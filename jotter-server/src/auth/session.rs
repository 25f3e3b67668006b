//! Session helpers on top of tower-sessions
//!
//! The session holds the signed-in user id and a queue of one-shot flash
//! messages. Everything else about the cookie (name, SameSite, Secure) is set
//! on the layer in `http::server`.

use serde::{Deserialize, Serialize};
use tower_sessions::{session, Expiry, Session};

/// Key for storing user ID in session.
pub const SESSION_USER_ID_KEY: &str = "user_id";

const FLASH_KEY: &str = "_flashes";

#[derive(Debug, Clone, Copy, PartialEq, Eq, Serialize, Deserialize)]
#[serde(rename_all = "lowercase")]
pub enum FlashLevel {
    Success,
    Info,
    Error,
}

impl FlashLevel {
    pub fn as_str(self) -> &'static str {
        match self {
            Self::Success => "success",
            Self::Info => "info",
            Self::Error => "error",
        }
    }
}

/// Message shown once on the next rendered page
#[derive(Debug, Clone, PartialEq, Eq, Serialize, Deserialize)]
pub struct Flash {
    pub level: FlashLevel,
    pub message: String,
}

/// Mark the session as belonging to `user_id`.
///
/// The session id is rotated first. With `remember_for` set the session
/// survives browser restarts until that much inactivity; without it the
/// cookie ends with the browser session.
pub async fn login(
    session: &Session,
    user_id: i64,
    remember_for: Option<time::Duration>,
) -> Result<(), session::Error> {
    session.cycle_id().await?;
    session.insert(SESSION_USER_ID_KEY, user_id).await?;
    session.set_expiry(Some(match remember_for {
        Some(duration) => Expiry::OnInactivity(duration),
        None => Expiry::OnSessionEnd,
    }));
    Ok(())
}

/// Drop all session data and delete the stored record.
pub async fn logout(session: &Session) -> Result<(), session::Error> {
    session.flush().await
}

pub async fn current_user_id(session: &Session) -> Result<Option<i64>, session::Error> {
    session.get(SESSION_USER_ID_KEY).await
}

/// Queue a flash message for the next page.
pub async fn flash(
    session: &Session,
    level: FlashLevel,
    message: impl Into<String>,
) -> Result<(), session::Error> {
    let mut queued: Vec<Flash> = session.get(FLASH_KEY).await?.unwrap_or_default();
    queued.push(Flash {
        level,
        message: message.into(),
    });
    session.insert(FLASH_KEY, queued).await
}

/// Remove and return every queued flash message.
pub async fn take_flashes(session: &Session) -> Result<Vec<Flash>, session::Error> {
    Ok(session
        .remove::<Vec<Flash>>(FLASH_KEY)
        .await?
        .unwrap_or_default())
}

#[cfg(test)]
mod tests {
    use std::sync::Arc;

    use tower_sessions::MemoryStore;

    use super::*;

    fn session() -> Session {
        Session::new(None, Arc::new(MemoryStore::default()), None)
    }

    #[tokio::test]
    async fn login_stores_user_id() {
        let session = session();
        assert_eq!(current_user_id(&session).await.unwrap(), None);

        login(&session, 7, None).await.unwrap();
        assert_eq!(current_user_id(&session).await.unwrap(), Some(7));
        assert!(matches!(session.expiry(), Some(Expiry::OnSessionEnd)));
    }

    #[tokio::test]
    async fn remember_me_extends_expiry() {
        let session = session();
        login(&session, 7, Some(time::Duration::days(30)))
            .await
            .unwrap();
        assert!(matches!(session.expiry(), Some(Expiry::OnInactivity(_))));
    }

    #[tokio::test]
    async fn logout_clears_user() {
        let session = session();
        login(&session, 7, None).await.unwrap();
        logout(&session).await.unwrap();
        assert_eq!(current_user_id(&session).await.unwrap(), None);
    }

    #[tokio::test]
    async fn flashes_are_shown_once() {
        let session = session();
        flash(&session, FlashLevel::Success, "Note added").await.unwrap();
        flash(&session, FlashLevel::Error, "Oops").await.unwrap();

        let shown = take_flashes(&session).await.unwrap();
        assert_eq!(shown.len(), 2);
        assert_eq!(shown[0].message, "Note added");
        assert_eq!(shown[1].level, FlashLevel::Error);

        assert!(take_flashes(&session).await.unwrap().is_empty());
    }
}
--------------------------------------------------
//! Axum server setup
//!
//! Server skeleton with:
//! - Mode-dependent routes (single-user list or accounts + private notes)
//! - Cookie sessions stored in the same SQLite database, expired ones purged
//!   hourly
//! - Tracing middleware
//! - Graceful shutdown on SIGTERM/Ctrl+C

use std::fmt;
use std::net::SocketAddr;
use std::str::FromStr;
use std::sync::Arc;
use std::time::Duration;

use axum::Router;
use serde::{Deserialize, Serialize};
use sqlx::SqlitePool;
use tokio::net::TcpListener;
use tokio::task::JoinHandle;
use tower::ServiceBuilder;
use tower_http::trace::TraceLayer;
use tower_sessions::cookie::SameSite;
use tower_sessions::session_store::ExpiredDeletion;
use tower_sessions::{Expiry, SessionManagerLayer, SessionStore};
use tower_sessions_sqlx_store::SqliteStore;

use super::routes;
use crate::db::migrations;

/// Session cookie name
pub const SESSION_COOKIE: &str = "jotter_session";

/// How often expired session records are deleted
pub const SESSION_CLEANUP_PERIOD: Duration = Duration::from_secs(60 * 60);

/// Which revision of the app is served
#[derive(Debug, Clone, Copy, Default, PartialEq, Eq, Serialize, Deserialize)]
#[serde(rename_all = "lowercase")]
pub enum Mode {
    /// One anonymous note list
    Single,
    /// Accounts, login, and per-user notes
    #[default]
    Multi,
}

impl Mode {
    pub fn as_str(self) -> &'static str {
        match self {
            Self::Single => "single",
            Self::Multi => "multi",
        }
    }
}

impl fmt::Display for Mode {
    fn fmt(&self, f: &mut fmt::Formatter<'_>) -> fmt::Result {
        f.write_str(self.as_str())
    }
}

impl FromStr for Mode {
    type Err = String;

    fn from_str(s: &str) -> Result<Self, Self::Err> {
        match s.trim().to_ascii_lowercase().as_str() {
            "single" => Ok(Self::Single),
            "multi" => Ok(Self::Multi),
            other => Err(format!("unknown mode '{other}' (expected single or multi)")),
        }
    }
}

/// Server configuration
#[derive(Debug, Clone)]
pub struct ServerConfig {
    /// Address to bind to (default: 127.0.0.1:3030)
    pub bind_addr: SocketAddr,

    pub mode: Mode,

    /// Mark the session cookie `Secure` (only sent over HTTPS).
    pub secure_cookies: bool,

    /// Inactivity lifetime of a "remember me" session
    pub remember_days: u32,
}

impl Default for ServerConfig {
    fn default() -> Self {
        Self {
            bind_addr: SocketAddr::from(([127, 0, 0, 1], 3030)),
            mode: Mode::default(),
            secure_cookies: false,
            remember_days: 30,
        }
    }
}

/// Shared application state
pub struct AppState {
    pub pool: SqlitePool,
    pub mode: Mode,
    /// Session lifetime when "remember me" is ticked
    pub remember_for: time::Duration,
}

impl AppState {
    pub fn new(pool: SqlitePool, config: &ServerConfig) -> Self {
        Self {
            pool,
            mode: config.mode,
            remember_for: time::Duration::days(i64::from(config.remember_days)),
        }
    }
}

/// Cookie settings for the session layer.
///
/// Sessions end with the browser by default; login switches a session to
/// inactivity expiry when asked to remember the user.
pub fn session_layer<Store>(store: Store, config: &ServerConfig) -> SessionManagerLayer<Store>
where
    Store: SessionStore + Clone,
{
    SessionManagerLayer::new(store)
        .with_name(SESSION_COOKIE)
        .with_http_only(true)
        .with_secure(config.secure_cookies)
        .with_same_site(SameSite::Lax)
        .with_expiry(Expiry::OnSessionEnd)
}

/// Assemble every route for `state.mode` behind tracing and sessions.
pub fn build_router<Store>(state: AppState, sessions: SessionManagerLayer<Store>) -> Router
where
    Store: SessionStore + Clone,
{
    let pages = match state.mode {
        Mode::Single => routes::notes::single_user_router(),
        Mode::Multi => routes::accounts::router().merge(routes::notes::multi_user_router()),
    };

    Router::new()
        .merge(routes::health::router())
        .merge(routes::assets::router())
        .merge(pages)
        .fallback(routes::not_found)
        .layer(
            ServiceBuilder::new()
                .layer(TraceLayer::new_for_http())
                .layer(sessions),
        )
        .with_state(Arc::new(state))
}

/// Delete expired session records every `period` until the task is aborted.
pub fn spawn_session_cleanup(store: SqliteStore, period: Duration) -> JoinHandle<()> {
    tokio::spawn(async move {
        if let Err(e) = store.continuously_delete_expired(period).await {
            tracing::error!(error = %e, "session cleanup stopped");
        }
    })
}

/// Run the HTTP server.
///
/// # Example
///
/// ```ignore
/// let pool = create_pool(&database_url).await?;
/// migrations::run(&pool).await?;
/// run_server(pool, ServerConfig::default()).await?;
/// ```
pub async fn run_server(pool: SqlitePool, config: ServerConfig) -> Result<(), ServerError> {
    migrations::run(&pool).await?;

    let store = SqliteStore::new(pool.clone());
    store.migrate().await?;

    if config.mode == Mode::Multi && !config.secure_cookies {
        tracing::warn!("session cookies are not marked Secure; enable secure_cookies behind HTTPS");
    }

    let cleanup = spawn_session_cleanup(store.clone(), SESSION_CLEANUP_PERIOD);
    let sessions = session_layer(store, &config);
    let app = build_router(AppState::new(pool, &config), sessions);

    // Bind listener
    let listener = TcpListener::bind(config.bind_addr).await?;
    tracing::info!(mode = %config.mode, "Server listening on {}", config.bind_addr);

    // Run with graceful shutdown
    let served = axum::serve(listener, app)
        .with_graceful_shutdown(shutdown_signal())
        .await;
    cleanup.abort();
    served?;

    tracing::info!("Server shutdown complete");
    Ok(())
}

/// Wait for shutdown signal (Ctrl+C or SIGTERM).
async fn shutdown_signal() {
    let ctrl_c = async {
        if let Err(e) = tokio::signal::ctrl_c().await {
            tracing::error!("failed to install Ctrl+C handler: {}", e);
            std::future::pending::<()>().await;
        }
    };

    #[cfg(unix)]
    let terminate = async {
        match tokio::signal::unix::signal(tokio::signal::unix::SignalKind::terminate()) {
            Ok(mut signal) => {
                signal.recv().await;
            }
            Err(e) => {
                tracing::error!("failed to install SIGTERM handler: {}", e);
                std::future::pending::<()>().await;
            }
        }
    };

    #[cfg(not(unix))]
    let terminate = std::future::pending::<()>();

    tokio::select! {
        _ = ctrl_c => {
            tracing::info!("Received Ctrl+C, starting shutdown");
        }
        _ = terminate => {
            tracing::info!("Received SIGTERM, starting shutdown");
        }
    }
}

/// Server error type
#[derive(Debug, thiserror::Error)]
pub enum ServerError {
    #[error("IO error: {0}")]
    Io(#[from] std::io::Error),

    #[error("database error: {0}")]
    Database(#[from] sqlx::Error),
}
--------------------------------------------------
▶ **Goal of the exercise**
Look above for the line holding "use tower::ServiceBuilder;", then set down exactly that line and every line after it up to and including the line holding "pub enum Mode", with nothing else.

▶ **Task result**
use tower::ServiceBuilder;
use tower_http::trace::TraceLayer;
use tower_sessions::cookie::SameSite;
use tower_sessions::session_store::ExpiredDeletion;
use tower_sessions::{Expiry, SessionManagerLayer, SessionStore};
use tower_sessions_sqlx_store::SqliteStore;

use super::routes;
use crate::db::migrations;

/// Session cookie name
pub const SESSION_COOKIE: &str = "jotter_session";

/// How often expired session records are deleted
pub const SESSION_CLEANUP_PERIOD: Duration = Duration::from_secs(60 * 60);

/// Which revision of the app is served
#[derive(Debug, Clone, Copy, Default, PartialEq, Eq, Serialize, Deserialize)]
#[serde(rename_all = "lowercase")]
pub enum Mode {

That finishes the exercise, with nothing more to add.